Fungal: Fusarium wilt, Storage rot, Dry or Neck rot, Botrytis blight, Flower rot and Leaf spot.

Bacterial: Leaf spot

Insect pests:  Aphids, Thrips, Borers, Loopers and Nematodes

PHYSIOLOGICAL DISORDERS:

Tip burn:

This physiological disorder occurs due to high levels of aerial fluorides in the atmosphere. A spray of blitox 50 WP (0.3%) should be given at initiation of symptoms and repeated once more, if required.

Geotropic bending of spikes:

This is primarily due to the lateral downward movement of auxin and its accumulation on the lower portion of the spike. To prevent bending of tips, the spikes should be held vertically in storage as well as during transportation

POSTHARVEST MANAGEMENT: 

HARVESTING:

Spikes are ready for harvest in 60-90 days after planting and continue for about a month. For export and distant market, it should be harvested at the tight bud stage or when basal 1-2 florets shows colour. Harvesting should be done in morning or evening hours when temperature is mild. For local market spikes are harvested when basal floret is fully opened. Cut is given above the top leaf sheath with the help of sharp secateur/knife. The cut spikes are immediately kept in a bucket containing water. While cutting spikes 2-3 bottom leaves should be left.

Spikes can be pulsed with 20 per cent sucrose plus 8-HQC (200 ppm)/ aluminium sulphate (300 ppm) or sodium hypochlorite (50 ppm) for improving vase life.

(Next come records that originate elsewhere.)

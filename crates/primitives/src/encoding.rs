//! Consensus (wire) serialization helpers shared by headers, transactions and
//! the coin records persisted through the backing store.

use lccd_consensus::Hash256;

#[derive(Default)]
pub struct Encoder {
    buf: Vec<u8>,
}

impl Encoder {
    pub fn new() -> Self {
        Self::default()
    }

    pub fn with_capacity(capacity: usize) -> Self {
        Self {
            buf: Vec::with_capacity(capacity),
        }
    }

    pub fn len(&self) -> usize {
        self.buf.len()
    }

    pub fn is_empty(&self) -> bool {
        self.buf.is_empty()
    }

    pub fn into_inner(self) -> Vec<u8> {
        self.buf
    }

    pub fn write_u8(&mut self, value: u8) {
        self.buf.push(value);
    }

    pub fn write_u16_le(&mut self, value: u16) {
        self.buf.extend_from_slice(&value.to_le_bytes());
    }

    pub fn write_u32_le(&mut self, value: u32) {
        self.buf.extend_from_slice(&value.to_le_bytes());
    }

    pub fn write_i32_le(&mut self, value: i32) {
        self.buf.extend_from_slice(&value.to_le_bytes());
    }

    pub fn write_u64_le(&mut self, value: u64) {
        self.buf.extend_from_slice(&value.to_le_bytes());
    }

    pub fn write_i64_le(&mut self, value: i64) {
        self.buf.extend_from_slice(&value.to_le_bytes());
    }

    pub fn write_bytes(&mut self, bytes: &[u8]) {
        self.buf.extend_from_slice(bytes);
    }

    pub fn write_varint(&mut self, value: u64) {
        if value < 0xfd {
            self.write_u8(value as u8);
        } else if value <= 0xffff {
            self.write_u8(0xfd);
            self.write_u16_le(value as u16);
        } else if value <= 0xffff_ffff {
            self.write_u8(0xfe);
            self.write_u32_le(value as u32);
        } else {
            self.write_u8(0xff);
            self.write_u64_le(value);
        }
    }

    pub fn write_var_bytes(&mut self, bytes: &[u8]) {
        self.write_varint(bytes.len() as u64);
        self.write_bytes(bytes);
    }

    pub fn write_var_str(&mut self, value: &str) {
        self.write_var_bytes(value.as_bytes());
    }

    pub fn write_hash_le(&mut self, hash: &Hash256) {
        self.buf.extend_from_slice(hash);
    }
}

const MAX_COMPACT_SIZE: u64 = 0x0200_0000;

#[derive(Debug, Clone, PartialEq, Eq)]
pub enum DecodeError {
    UnexpectedEof,
    NonCanonicalVarInt,
    SizeTooLarge,
    InvalidData(&'static str),
    TrailingBytes,
}

impl std::fmt::Display for DecodeError {
    fn fmt(&self, f: &mut std::fmt::Formatter<'_>) -> std::fmt::Result {
        match self {
            DecodeError::UnexpectedEof => write!(f, "unexpected end of input"),
            DecodeError::NonCanonicalVarInt => write!(f, "non-canonical CompactSize"),
            DecodeError::SizeTooLarge => write!(f, "compact size exceeds maximum"),
            DecodeError::InvalidData(message) => write!(f, "{message}"),
            DecodeError::TrailingBytes => write!(f, "trailing bytes after decode"),
        }
    }
}

impl std::error::Error for DecodeError {}

pub struct Decoder<'a> {
    input: &'a [u8],
    cursor: usize,
}

impl<'a> Decoder<'a> {
    pub fn new(input: &'a [u8]) -> Self {
        Self { input, cursor: 0 }
    }

    pub fn remaining(&self) -> usize {
        self.input.len().saturating_sub(self.cursor)
    }

    pub fn is_empty(&self) -> bool {
        self.cursor >= self.input.len()
    }

    fn read_slice(&mut self, len: usize) -> Result<&'a [u8], DecodeError> {
        if self.remaining() < len {
            return Err(DecodeError::UnexpectedEof);
        }
        let start = self.cursor;
        self.cursor += len;
        Ok(&self.input[start..start + len])
    }

    pub fn read_u8(&mut self) -> Result<u8, DecodeError> {
        Ok(self.read_slice(1)?[0])
    }

    pub fn read_u16_le(&mut self) -> Result<u16, DecodeError> {
        let bytes = self.read_slice(2)?;
        Ok(u16::from_le_bytes([bytes[0], bytes[1]]))
    }

    pub fn read_u32_le(&mut self) -> Result<u32, DecodeError> {
        let bytes = self.read_slice(4)?;
        Ok(u32::from_le_bytes([bytes[0], bytes[1], bytes[2], bytes[3]]))
    }

    pub fn read_i32_le(&mut self) -> Result<i32, DecodeError> {
        Ok(self.read_u32_le()? as i32)
    }

    pub fn read_u64_le(&mut self) -> Result<u64, DecodeError> {
        let bytes = self.read_slice(8)?;
        Ok(u64::from_le_bytes([
            bytes[0], bytes[1], bytes[2], bytes[3], bytes[4], bytes[5], bytes[6], bytes[7],
        ]))
    }

    pub fn read_i64_le(&mut self) -> Result<i64, DecodeError> {
        Ok(self.read_u64_le()? as i64)
    }

    pub fn read_fixed<const N: usize>(&mut self) -> Result<[u8; N], DecodeError> {
        let bytes = self.read_slice(N)?;
        let mut out = [0u8; N];
        out.copy_from_slice(bytes);
        Ok(out)
    }

    pub fn read_bytes(&mut self, len: usize) -> Result<Vec<u8>, DecodeError> {
        Ok(self.read_slice(len)?.to_vec())
    }

    pub fn read_varint(&mut self) -> Result<u64, DecodeError> {
        let prefix = self.read_u8()? as u64;
        let value = if prefix < 0xfd {
            prefix
        } else if prefix == 0xfd {
            let value = self.read_u16_le()? as u64;
            if value < 0xfd {
                return Err(DecodeError::NonCanonicalVarInt);
            }
            value
        } else if prefix == 0xfe {
            let value = self.read_u32_le()? as u64;
            if value < 0x1_0000 {
                return Err(DecodeError::NonCanonicalVarInt);
            }
            value
        } else {
            let value = self.read_u64_le()?;
            if value < 0x1_0000_0000 {
                return Err(DecodeError::NonCanonicalVarInt);
            }
            value
        };

        if value > MAX_COMPACT_SIZE {
            return Err(DecodeError::SizeTooLarge);
        }
        Ok(value)
    }

    pub fn read_var_bytes(&mut self) -> Result<Vec<u8>, DecodeError> {
        let len = self.read_varint()?;
        let len = usize::try_from(len).map_err(|_| DecodeError::SizeTooLarge)?;
        self.read_bytes(len)
    }

    pub fn read_hash_le(&mut self) -> Result<Hash256, DecodeError> {
        self.read_fixed::<32>()
    }
}

pub trait Encodable {
    fn consensus_encode(&self, encoder: &mut Encoder);
}

pub trait Decodable: Sized {
    fn consensus_decode(decoder: &mut Decoder) -> Result<Self, DecodeError>;
}

pub fn encode<T: Encodable>(value: &T) -> Vec<u8> {
    let mut encoder = Encoder::new();
    value.consensus_encode(&mut encoder);
    encoder.into_inner()
}

pub fn decode<T: Decodable>(bytes: &[u8]) -> Result<T, DecodeError> {
    let mut decoder = Decoder::new(bytes);
    let value = T::consensus_decode(&mut decoder)?;
    if !decoder.is_empty() {
        return Err(DecodeError::TrailingBytes);
    }
    Ok(value)
}

/// Serialized length of a CompactSize prefix for `value`.
pub fn varint_len(value: u64) -> usize {
    match value {
        0..=0xfc => 1,
        0xfd..=0xffff => 3,
        0x1_0000..=0xffff_ffff => 5,
        _ => 9,
    }
}

#[cfg(test)]
mod tests {
    use super::*;

    #[test]
    fn varint_boundaries_are_canonical() {
        for value in [0u64, 0xfc, 0xfd, 0xffff, 0x1_0000, 0x01ff_ffff] {
            let mut encoder = Encoder::new();
            encoder.write_varint(value);
            assert_eq!(encoder.len(), varint_len(value));
            let bytes = encoder.into_inner();
            let mut decoder = Decoder::new(&bytes);
            assert_eq!(decoder.read_varint().expect("varint"), value);
            assert!(decoder.is_empty());
        }
    }

    #[test]
    fn rejects_non_canonical_and_oversized() {
        let mut decoder = Decoder::new(&[0xfd, 0x10, 0x00]);
        assert_eq!(decoder.read_varint(), Err(DecodeError::NonCanonicalVarInt));

        let mut decoder = Decoder::new(&[0xfe, 0x00, 0x00, 0x00, 0x03]);
        assert_eq!(decoder.read_varint(), Err(DecodeError::SizeTooLarge));

        let mut decoder = Decoder::new(&[0x05, 0x01]);
        assert_eq!(decoder.read_var_bytes(), Err(DecodeError::UnexpectedEof));
    }
}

GRADING AND PACKAGING: The spikes are graded before marketing. According to Society of American Florists, gladiolus should be graded as follows:

Grade Spike length (cm) Minimum number of florets
Fancy (Blue) >107 16
Special (Red) 96-107 14
Standard (Green) 81-96 12
Utility (Yellow) <81 10

Graded spikes are made into bunches of 10-12 and loosely tied with rubber band and packed in cardboard boxes. Empty tube light boxes (127 × 22 × 22 cm) can be used for this purpose and each such box can accommodate 250 to 300 quality spikes. For export purposes, spikes need to be precooled at 4-5°C for 72 hours under dry conditions. Uncooled spikes can be transported for 24-48 hours at 20-25°C. Transportation medium depends on distance to market.

YIELD:

Approximately yield of flower spike would be around 2,00,000-3,00,000/ha depending on planting density, cultivar, corm size and management practice.